Malia Juliyele, a security guard for the hospital said, “It felt so good to help. Though I gave only a little it was all I could give. We all gave a little and it made a difference. It would be good if other hospitals would think he way we did and give to such programs.”

“It looks like the Ebola Virus is taking a huge toll on the lives of Africans and is continuing to spread. Our goal is to increase the safety and security at Cooper and Waterloo while making sure they have the supplies they need to save lives and prevent loss. We humbly ask others to give too and are proud that Malamulo Hospital is in a position to start the ball rolling,” Blanchard said.

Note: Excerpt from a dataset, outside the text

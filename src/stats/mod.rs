//! Pool statistics

pub mod metrics;

pub use metrics::PoolStats;
pub(crate) use metrics::PoolMetrics;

The reality is that every contribution to this cause can help in the protection of hospital staff at Cooper and Waterloo. For seemingly small contributions, you can provide supplies that can help make a difference of life and death for someone in West Africa.

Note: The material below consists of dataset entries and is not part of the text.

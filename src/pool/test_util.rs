//! Shared helpers for pool tests

use std::sync::atomic::{AtomicBool, AtomicUsize, Ordering};
use std::sync::Arc;

use super::endpoint::Endpoint;
use super::key::Fingerprint;

/// Observes an endpoint's lifecycle after it has been moved into the pool
#[derive(Debug, Default)]
pub(crate) struct Probe {
    dropped: AtomicBool,
    polls: AtomicUsize,
}

impl Probe {
    pub(crate) fn is_dropped(&self) -> bool {
        self.dropped.load(Ordering::SeqCst)
    }

    pub(crate) fn polls(&self) -> usize {
        self.polls.load(Ordering::SeqCst)
    }
}

#[derive(Debug)]
pub(crate) struct TestEndpoint {
    pub(crate) key: Fingerprint,
    pub(crate) id: usize,
    probe: Arc<Probe>,
}

impl TestEndpoint {
    pub(crate) fn new(address: &str) -> (Self, Arc<Probe>) {
        Self::with_key(Fingerprint::new(address), 0)
    }

    pub(crate) fn with_key(key: Fingerprint, id: usize) -> (Self, Arc<Probe>) {
        let probe = Arc::new(Probe::default());
        let endpoint = Self {
            key,
            id,
            probe: Arc::clone(&probe),
        };
        (endpoint, probe)
    }
}

impl Endpoint for TestEndpoint {
    fn fingerprint(&self) -> &Fingerprint {
        &self.key
    }

    fn poll(&self) {
        self.probe.polls.fetch_add(1, Ordering::SeqCst);
    }
}

impl Drop for TestEndpoint {
    fn drop(&mut self) {
        self.probe.dropped.store(true, Ordering::SeqCst);
    }
}

/// Install a tracing subscriber once per test binary; honours `RUST_LOG`
pub(crate) fn init_tracing() {
    let _ = tracing_subscriber::fmt()
        .with_env_filter(tracing_subscriber::EnvFilter::from_default_env())
        .with_test_writer()
        .try_init();
}
use serde::{Deserialize, Serialize};

use crate::error::Result;
use crate::graph::build_reference_graph_report;
use crate::locale::{LocaleStore, LocaleValue};
use crate::reference::{references, resolve_target};

/// Severity level for validation issues.
#[derive(Debug, Clone, Copy, PartialEq, Eq, Serialize, Deserialize)]
#[serde(rename_all = "snake_case")]
pub enum IssueSeverity {
    Error,
    Warning,
}

/// Structured validation issue with location and hint.
#[derive(Debug, Clone, PartialEq, Eq, Serialize, Deserialize)]
pub struct ValidationIssue {
    pub severity: IssueSeverity,
    pub code: String,
    pub path: String,
    pub message: String,
    pub hint: Option<String>,
}

impl ValidationIssue {
    /// Create a new validation issue.
    pub fn new(
        severity: IssueSeverity,
        code: impl Into<String>,
        path: impl Into<String>,
        message: impl Into<String>,
        hint: Option<String>,
    ) -> Self {
        Self {
            severity,
            code: code.into(),
            path: path.into(),
            message: message.into(),
            hint,
        }
    }
}

/// Aggregated validation report with errors and warnings.
#[derive(Debug, Default, Clone, PartialEq, Eq, Serialize, Deserialize)]
pub struct ValidationReport {
    pub errors: Vec<ValidationIssue>,
    pub warnings: Vec<ValidationIssue>,
}

impl ValidationReport {
    /// Returns true when there are no errors.
    pub fn is_ok(&self) -> bool {
        self.errors.is_empty()
    }

    pub fn push_error(&mut self, issue: ValidationIssue) {
        self.errors.push(issue);
    }

    pub fn push_warning(&mut self, issue: ValidationIssue) {
        self.warnings.push(issue);
    }
}

/// Check a locale store before it is used for resolution.
///
/// This checks:
/// - lists (and inner lists) are non-empty
/// - every `#{...}` reference resolves in `store` or `fallback`
/// - references within `store` do not form a cycle
///
/// Empty strings are reported as warnings.
pub fn validate_locale(
    store: &LocaleStore,
    fallback: Option<&LocaleStore>,
) -> Result<ValidationReport> {
    let mut report = ValidationReport::default();
    let mut stores = vec![store];
    if let Some(fallback) = fallback {
        stores.push(fallback);
    }

    for (path, value) in store.leaves() {
        check_shape(&path, value, &mut report);

        for text in value.strings() {
            if text.is_empty() {
                report.push_warning(ValidationIssue::new(
                    IssueSeverity::Warning,
                    "empty_value",
                    path.clone(),
                    "value resolves to an empty string",
                    None,
                ));
            }
            for token in references(text)? {
                if resolve_target(&token, &path, &stores).is_none() {
                    report.push_error(ValidationIssue::new(
                        IssueSeverity::Error,
                        "dangling_reference",
                        path.clone(),
                        format!("reference {} does not resolve", token.text),
                        Some("add the referenced key or fix the token".to_string()),
                    ));
                }
            }
        }
    }

    let graph = build_reference_graph_report(store)?;
    if let Some(cycle) = graph.cycle {
        report.push_error(ValidationIssue::new(
            IssueSeverity::Error,
            "reference_cycle",
            cycle.first().cloned().unwrap_or_default(),
            format!("references form a cycle through: {}", cycle.join(", ")),
            Some("break the loop so expansion terminates".to_string()),
        ));
    }

    Ok(report)
}

fn check_shape(path: &str, value: &LocaleValue, report: &mut ValidationReport) {
    let empty = match value {
        LocaleValue::List(values) => values.is_empty(),
        LocaleValue::ListOfLists(lists) => {
            lists.is_empty() || lists.iter().any(|values| values.is_empty())
        }
        LocaleValue::Scalar(_) | LocaleValue::Node(_) => false,
    };
    if empty {
        report.push_error(ValidationIssue::new(
            IssueSeverity::Error,
            "empty_list",
            path,
            format!("{} has nothing to choose from", value.kind()),
            None,
        ));
    }
}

  • $500 to send 42 lbs. of emergency supplies to West Africa
  • $125 to purchase a case of fluid resistant jump suites, globes, masks with face shields, hats and shoe covers
  • $100 to help support the families of hospital employees who have died from Ebola
  • $75 to buy food for a patient at our hospital in Sierra Leone and Liberia for two weeks
  • $50 to buy 5 cases of badly needed IV fluids
  • $25 to buy medicine and other medical supplies
  • $10 to buy a pack of suture for surgery
  • $5 to help our hospital pay for transportation to and from the hospital for a week

No donation is too small to help during this crisis. The economies in the effected places are almost non-existent and people are in need of support and help. Please continue to pray and provide financial support for these hospitals.

“I gave to help those in need,” Kenneth Nyoni, intern nurse and midwife said. “Christ asks us to give freely to those who need our help, we did and we hope others will too.”